Try it —
Once you have counted the lines below that contain "EPOCH", give that number and nothing else.
------ Data for review ------
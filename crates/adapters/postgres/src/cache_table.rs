//! 数据库缓存表
//!
//! 表结构（列名与常见的数据库缓存后端一致）：
//!
//! ```sql
//! CREATE TABLE cache_table (
//!     cache_key VARCHAR(255) PRIMARY KEY,
//!     value     TEXT NOT NULL,
//!     expires   TIMESTAMPTZ
//! );
//! ```
//!
//! 值以 base64 文本保存；过期时间用 `EXTRACT(EPOCH ...)` 转成秒，
//! 所以 `TIMESTAMP` 和 `TIMESTAMPTZ` 两种列类型都能读。

use async_trait::async_trait;
use futures::{StreamExt, TryStreamExt, stream};
use sqlx::PgPool;
use tracing::debug;
use warden_errors::{AppError, AppResult};
use warden_ports::{
    CacheStore, CacheValueDecoder, EntryStream, KeyPattern, RawCacheEntry, ValueDecoder,
};

type Row = (String, Option<String>, Option<i64>);

/// 基于 PostgreSQL 表的过期键值存储
pub struct PgCacheTable {
    pool: PgPool,
    table: String,
    key_prefix: String,
    batch_size: i64,
    decoder: CacheValueDecoder,
}

impl PgCacheTable {
    /// `table` 必须是已校验过的 SQL 标识符，会被直接拼进语句
    pub fn new(pool: PgPool, table: impl Into<String>) -> Self {
        Self {
            pool,
            table: table.into(),
            key_prefix: String::new(),
            batch_size: 500,
            decoder: CacheValueDecoder::base64_wrapped(),
        }
    }

    /// 设置物理键前缀（如 `:1:`）
    pub fn with_key_prefix(mut self, prefix: impl Into<String>) -> Self {
        self.key_prefix = prefix.into();
        self
    }

    /// 设置每页行数
    pub fn with_batch_size(mut self, batch_size: usize) -> Self {
        self.batch_size = i64::try_from(batch_size.max(1)).unwrap_or(i64::MAX);
        self
    }

    /// 确认连接可用且缓存表存在
    pub async fn check_table(&self) -> AppResult<()> {
        sqlx::query(&check_sql(&self.table))
            .execute(&self.pool)
            .await
            .map_err(|e| {
                AppError::database(format!("Cache table {} is not readable: {}", self.table, e))
            })?;
        Ok(())
    }
}

fn check_sql(table: &str) -> String {
    format!("SELECT 1 FROM {table} LIMIT 1")
}

fn scan_sql(table: &str) -> String {
    format!(
        r"SELECT cache_key, value, CAST(EXTRACT(EPOCH FROM expires) AS BIGINT)
          FROM {table}
          WHERE cache_key LIKE $1 ESCAPE '\'
            AND ($2::TEXT IS NULL OR cache_key > $2)
          ORDER BY cache_key
          LIMIT $3"
    )
}

fn delete_sql(table: &str) -> String {
    format!("DELETE FROM {table} WHERE cache_key = ANY($1)")
}

/// 键集分页状态，`done` 之后不再查询
struct PageState {
    pool: PgPool,
    sql: String,
    like: String,
    key_prefix: String,
    batch_size: i64,
    last_key: Option<String>,
    done: bool,
}

async fn next_page(mut state: PageState) -> AppResult<Option<(Vec<RawCacheEntry>, PageState)>> {
    if state.done {
        return Ok(None);
    }

    let rows: Vec<Row> = sqlx::query_as(&state.sql)
        .bind(&state.like)
        .bind(state.last_key.as_deref())
        .bind(state.batch_size)
        .fetch_all(&state.pool)
        .await
        .map_err(|e| AppError::database(format!("Cache table scan failed: {}", e)))?;

    debug!(like = %state.like, rows = rows.len(), "Cache table scan page");

    state.done = (rows.len() as i64) < state.batch_size;
    state.last_key = rows.last().map(|(key, _, _)| key.clone());

    let entries = rows
        .into_iter()
        .map(|(key, value, expires)| {
            let key = match key.strip_prefix(state.key_prefix.as_str()) {
                Some(logical) => logical.to_string(),
                None => key,
            };
            RawCacheEntry::new(key, value.unwrap_or_default(), expires)
        })
        .collect();

    Ok(Some((entries, state)))
}

#[async_trait]
impl CacheStore for PgCacheTable {
    async fn scan(&self, pattern: &KeyPattern) -> AppResult<EntryStream> {
        let state = PageState {
            pool: self.pool.clone(),
            sql: scan_sql(&self.table),
            like: pattern.with_key_prefix(&self.key_prefix).to_like(),
            key_prefix: self.key_prefix.clone(),
            batch_size: self.batch_size,
            last_key: None,
            done: false,
        };

        let entries = stream::try_unfold(state, next_page)
            .map_ok(|page| stream::iter(page.into_iter().map(Ok)))
            .try_flatten();

        Ok(entries.boxed())
    }

    async fn delete_many(&self, keys: &[String]) -> AppResult<u64> {
        if keys.is_empty() {
            return Ok(0);
        }

        let physical: Vec<String> = keys
            .iter()
            .map(|key| format!("{}{}", self.key_prefix, key))
            .collect();

        // 单条 DELETE 语句在 PostgreSQL 中是原子的
        let result = sqlx::query(&delete_sql(&self.table))
            .bind(physical)
            .execute(&self.pool)
            .await
            .map_err(|e| AppError::database(format!("Cache table delete failed: {}", e)))?;

        debug!(requested = keys.len(), removed = result.rows_affected(), "Cache table batch delete");
        Ok(result.rows_affected())
    }

    fn decoder(&self) -> &dyn ValueDecoder {
        &self.decoder
    }
}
------
Finished exercise —
2